I hope my equation and calculation is correct.

8. anonymous

maybe it is let me check

9. anonymous

thank youuu guys :)

10. anonymous

aadarsh the velocity is feet per second and you used m/s for gravity thats the only problem I think

11. anonymous

m/s^2

12. anonymous

i get \frac{1775}{64}=27.73 \]

13. anonymous

$\frac{1775}{64}=27.73$

14. anonymous

ya, ya!! ur correct. Let me do the correction.
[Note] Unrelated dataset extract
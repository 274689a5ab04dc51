mod commands;
mod handlers;

pub use commands::{AddArgs, Cli, Commands, GlobalArgs};
pub use handlers::{handle_add, handle_list, handle_path, handle_run};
Or, -25*-25=2*10*10/3*s Or, 625=200/3s( Since, a=10 m/s^2, now, 1m=100 cm, and 30 cm=1 foot, so, 1 m=10/3 feet) Or, 625*3=200s Or, 1875=200s Or, s=1875/200=9.375 feet

15. anonymous

I did it both ways and got 625/64=9.77 feet both times

16. anonymous

using 32 ft/s^2 for gravity